Директор явно подозревал что-то недоброе. Когда я рассказала обо всем отцу, он тоже встревожился. Потом я узнала: у детей брали кровь… их вывозили в Германию… Делали все, чтоб они забыли родину, свой язык…

— Ах, боженька! Чтоб не умели говорить по-нашему? — ужаснулась старушка, до сих пор слушавшая молча. Неумение «говорить по-нашему» казалось ей таким несчастьем, что она не выдержала.

— А что ж, бабушка, когда младенцев брали…

— Немыми делали? Ой, горюшко какое! — качала головой старуха. — Так и не нашли хлопчика? — Бабушка, видно, не все поняла из их разговора.

— Нашелся, — ответил старухе Ярош.

— Где ж он теперь?

— Это мой сын.

— Правда? Ах, боженька! — удивилась и от души обрадовалась старушка. — Дай же ему бог здоровьичка. Большой уже?

— В армии отслужил. Я завтра вас посмотрю, бабушка. Хорошо? — привычным движением развязывая тесемки на рукаве халата, сказал Ярош.

— Хорошо, доктор. Теперь вы частым гостем будете у нас.

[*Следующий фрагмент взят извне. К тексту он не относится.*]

mod common;

use axum::{
    body::Body,
    http::{header, Request, StatusCode},
    routing::{get, post},
    Router,
};
use chrono::Utc;
use http_body_util::BodyExt;
use rust_decimal::Decimal;
use sea_orm::{ActiveModelTrait, ColumnTrait, EntityTrait, QueryFilter, Set};
use serde_json::Value;
use tower::ServiceExt;
use uuid::Uuid;

use leadmarket_backend::entities::{prelude::*, referral_wallets, referrals};
use leadmarket_backend::handlers;
use leadmarket_backend::AppState;

use crate::common::{seed_vendor, setup_test_db, test_state, INTERNAL_API_KEY};

fn build_router(state: AppState) -> Router {
    Router::new()
        .route(
            "/api/referrals/me",
            get(handlers::referral::get_referral_dashboard),
        )
        .route("/api/referrals/link", post(handlers::referral::link_referral))
        .route(
            "/api/referrals/cashouts",
            get(handlers::referral::list_cashouts),
        )
        .route(
            "/api/referrals/cashout",
            post(handlers::referral::create_cashout),
        )
        .route(
            "/api/internal/payments/completed",
            post(handlers::internal::payment_completed),
        )
        .with_state(state)
}

async fn json_body(response: axum::response::Response) -> Value {
    let body = response.into_body().collect().await.unwrap().to_bytes();
    serde_json::from_slice(&body).unwrap()
}

fn post_json(uri: &str, token: &str, body: &str) -> Request<Body> {
    Request::builder()
        .method("POST")
        .uri(uri)
        .header(header::AUTHORIZATION, format!("Bearer {}", token))
        .header(header::CONTENT_TYPE, "application/json")
        .body(Body::from(body.to_string()))
        .unwrap()
}

async fn seed_wallet(
    db: &sea_orm::DatabaseConnection,
    vendor_id: Uuid,
    available: Decimal,
) -> referral_wallets::Model {
    let now = Utc::now().naive_utc();
    referral_wallets::ActiveModel {
        vendor_id: Set(vendor_id),
        available_balance: Set(available),
        pending_balance: Set(Decimal::ZERO),
        reserved_balance: Set(Decimal::ZERO),
        lifetime_earned: Set(available),
        lifetime_paid_out: Set(Decimal::ZERO),
        created_at: Set(now),
        updated_at: Set(now),
        ..Default::default()
    }
    .insert(db)
    .await
    .expect("Failed to seed wallet")
}

#[tokio::test]
async fn malformed_referral_code_is_rejected_before_any_write() {
    let db = setup_test_db().await.expect("Failed to connect to test DB");
    let (state, token, vendor_id) = test_state(db.clone()).await;
    seed_vendor(&db, vendor_id).await;

    let app = build_router(state);
    // Empty after normalization
    let response = app
        .clone()
        .oneshot(post_json("/api/referrals/link", &token, r#"{"code":"   "}"#))
        .await
        .unwrap();
    assert_eq!(response.status(), StatusCode::BAD_REQUEST);

    let response = app
        .oneshot(post_json(
            "/api/referrals/link",
            &token,
            r#"{"code":"no spaces!"}"#,
        ))
        .await
        .unwrap();
    assert_eq!(response.status(), StatusCode::BAD_REQUEST);

    let links = Referrals::find()
        .filter(referrals::Column::ReferredVendorId.eq(vendor_id))
        .all(&db)
        .await
        .unwrap();
    assert!(links.is_empty());
}

#[tokio::test]
async fn linking_own_code_is_an_invalid_code() {
    let db = setup_test_db().await.expect("Failed to connect to test DB");
    let (state, token, vendor_id) = test_state(db.clone()).await;
    let vendor = seed_vendor(&db, vendor_id).await;

    let app = build_router(state);
    let body = format!(r#"{{"code":"{}"}}"#, vendor.referral_code);
    let response = app
        .oneshot(post_json("/api/referrals/link", &token, &body))
        .await
        .unwrap();

    assert_eq!(response.status(), StatusCode::BAD_REQUEST);
    let json = json_body(response).await;
    assert_eq!(json["error"], "Invalid referral code");
}

#[tokio::test]
async fn second_link_for_the_same_vendor_conflicts() {
    let db = setup_test_db().await.expect("Failed to connect to test DB");
    let (state, token, vendor_id) = test_state(db.clone()).await;
    seed_vendor(&db, vendor_id).await;
    let referrer_a = seed_vendor(&db, Uuid::new_v4()).await;
    let referrer_b = seed_vendor(&db, Uuid::new_v4()).await;

    let app = build_router(state);
    let first = app
        .clone()
        .oneshot(post_json(
            "/api/referrals/link",
            &token,
            &format!(r#"{{"code":"{}"}}"#, referrer_a.referral_code),
        ))
        .await
        .unwrap();
    assert_eq!(first.status(), StatusCode::OK);
    let json = json_body(first).await;
    assert_eq!(json["status"], "LINKED");

    let second = app
        .oneshot(post_json(
            "/api/referrals/link",
            &token,
            &format!(r#"{{"code":"{}"}}"#, referrer_b.referral_code),
        ))
        .await
        .unwrap();
    assert_eq!(second.status(), StatusCode::CONFLICT);
}

#[tokio::test]
async fn payment_completion_accrues_reward_once() {
    let db = setup_test_db().await.expect("Failed to connect to test DB");
    let (state, token, referred_id) = test_state(db.clone()).await;
    seed_vendor(&db, referred_id).await;
    let referrer = seed_vendor(&db, Uuid::new_v4()).await;

    let app = build_router(state);
    let link = app
        .clone()
        .oneshot(post_json(
            "/api/referrals/link",
            &token,
            &format!(r#"{{"code":"{}"}}"#, referrer.referral_code),
        ))
        .await
        .unwrap();
    assert_eq!(link.status(), StatusCode::OK);

    let payload = format!(
        r#"{{"vendor_id":"{}","payment_id":"{}"}}"#,
        referred_id,
        Uuid::new_v4()
    );
    let webhook = |body: String| {
        Request::builder()
            .method("POST")
            .uri("/api/internal/payments/completed")
            .header("x-internal-api-key", INTERNAL_API_KEY)
            .header(header::CONTENT_TYPE, "application/json")
            .body(Body::from(body))
            .unwrap()
    };

    let first = app.clone().oneshot(webhook(payload.clone())).await.unwrap();
    assert_eq!(first.status(), StatusCode::OK);
    assert_eq!(json_body(first).await["reward_accrued"], true);

    // Retry is a no-op: the referral already left LINKED
    let second = app.oneshot(webhook(payload)).await.unwrap();
    assert_eq!(second.status(), StatusCode::OK);
    assert_eq!(json_body(second).await["reward_accrued"], false);

    // The reward accrued exactly once, into pending
    let wallet = ReferralWallets::find()
        .filter(referral_wallets::Column::VendorId.eq(referrer.id))
        .one(&db)
        .await
        .unwrap()
        .unwrap();
    assert_eq!(wallet.pending_balance, Decimal::new(50000, 2));
    assert_eq!(wallet.lifetime_earned, Decimal::new(50000, 2));
    assert_eq!(wallet.available_balance, Decimal::ZERO);

    let referral = Referrals::find()
        .filter(referrals::Column::ReferredVendorId.eq(referred_id))
        .one(&db)
        .await
        .unwrap()
        .unwrap();
    assert_eq!(referral.status, "REWARDED");
}

#[tokio::test]
async fn payment_webhook_requires_the_internal_key() {
    let db = setup_test_db().await.expect("Failed to connect to test DB");
    let (state, _token, _vendor_id) = test_state(db).await;
    let app = build_router(state);

    let response = app
        .oneshot(
            Request::builder()
                .method("POST")
                .uri("/api/internal/payments/completed")
                .header(header::CONTENT_TYPE, "application/json")
                .body(Body::from(format!(
                    r#"{{"vendor_id":"{}","payment_id":"{}"}}"#,
                    Uuid::new_v4(),
                    Uuid::new_v4()
                )))
                .unwrap(),
        )
        .await
        .unwrap();

    assert_eq!(response.status(), StatusCode::UNAUTHORIZED);
}

#[tokio::test]
async fn cashout_exceeding_available_balance_conflicts() {
    let db = setup_test_db().await.expect("Failed to connect to test DB");
    let (state, token, vendor_id) = test_state(db.clone()).await;
    seed_vendor(&db, vendor_id).await;
    seed_wallet(&db, vendor_id, Decimal::new(10000, 2)).await; // 100.00

    let app = build_router(state);
    let response = app
        .oneshot(post_json(
            "/api/referrals/cashout",
            &token,
            r#"{"amount":"150.00","bank_detail_id":1}"#,
        ))
        .await
        .unwrap();

    assert_eq!(response.status(), StatusCode::CONFLICT);
    let json = json_body(response).await;
    assert_eq!(json["error"], "Amount exceeds available balance");
}

#[tokio::test]
async fn two_cashouts_cannot_jointly_overdraw() {
    let db = setup_test_db().await.expect("Failed to connect to test DB");
    let (state, token, vendor_id) = test_state(db.clone()).await;
    seed_vendor(&db, vendor_id).await;
    seed_wallet(&db, vendor_id, Decimal::new(10000, 2)).await; // 100.00

    let app = build_router(state);
    let request = r#"{"amount":"60.00","bank_detail_id":1}"#;

    let first = app
        .clone()
        .oneshot(post_json("/api/referrals/cashout", &token, request))
        .await
        .unwrap();
    assert_eq!(first.status(), StatusCode::OK);
    let json = json_body(first).await;
    assert_eq!(json["status"], "PENDING");

    // 60 + 60 > 100: the hold placed by the first request blocks the second
    let second = app
        .oneshot(post_json("/api/referrals/cashout", &token, request))
        .await
        .unwrap();
    assert_eq!(second.status(), StatusCode::CONFLICT);

    let wallet = ReferralWallets::find()
        .filter(referral_wallets::Column::VendorId.eq(vendor_id))
        .one(&db)
        .await
        .unwrap()
        .unwrap();
    assert_eq!(wallet.available_balance, Decimal::new(4000, 2));
    assert_eq!(wallet.reserved_balance, Decimal::new(6000, 2));
}

#[tokio::test]
async fn dashboard_returns_wallet_settings_and_ledger() {
    let db = setup_test_db().await.expect("Failed to connect to test DB");
    let (state, token, vendor_id) = test_state(db.clone()).await;
    let vendor = seed_vendor(&db, vendor_id).await;

    let app = build_router(state);
    let response = app
        .oneshot(
            Request::builder()
                .uri("/api/referrals/me")
                .header(header::AUTHORIZATION, format!("Bearer {}", token))
                .body(Body::empty())
                .unwrap(),
        )
        .await
        .unwrap();

    assert_eq!(response.status(), StatusCode::OK);
    let json = json_body(response).await;
    assert_eq!(json["profile"]["referral_code"], vendor.referral_code);
    // Wallet is created lazily on first read
    assert_eq!(json["wallet"]["available_balance"], "0");
    assert_eq!(json["settings"]["maturity_days"], 7);
    assert!(json["recent_referrals"].as_array().unwrap().is_empty());
    assert!(json["ledger"].as_array().unwrap().is_empty());
}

Зося устало и виновато улыбалась.

Девушка на койке у окна, казалось Ярошу, впервые смотрела на него без страха.

Он встал. Слишком засиделся. Утомил, разволновал больную. Вон как блестят глаза. Ему не хотелось напоминать ей о прошлом. Но Шикович не давал покоя.

Ярош нерешительно спросил

— Скажите, Софья Степановна, вы не помните кого-нибудь из инфекционной больницы, с кем работал ваш отец… Кто ходил к вам…

Она задумалась.

— Я помню сестру… Клавдию… Ивановну, кажется. Еще была врач Вакулова. И врач Ли-берман. Но Либермана они угнали в гетто. Во время оккупации заходила к нам только эта сестра. Как же ее фамилия? — Зося наморщила лоб, сжала ладонями виски.

— Не надо вспоминать. Потом, — мягко попросил Ярош. — Спасибо вам.

— За что? — удивилась она.

— Доброй ночи, — пожелал он больным и направился к двери.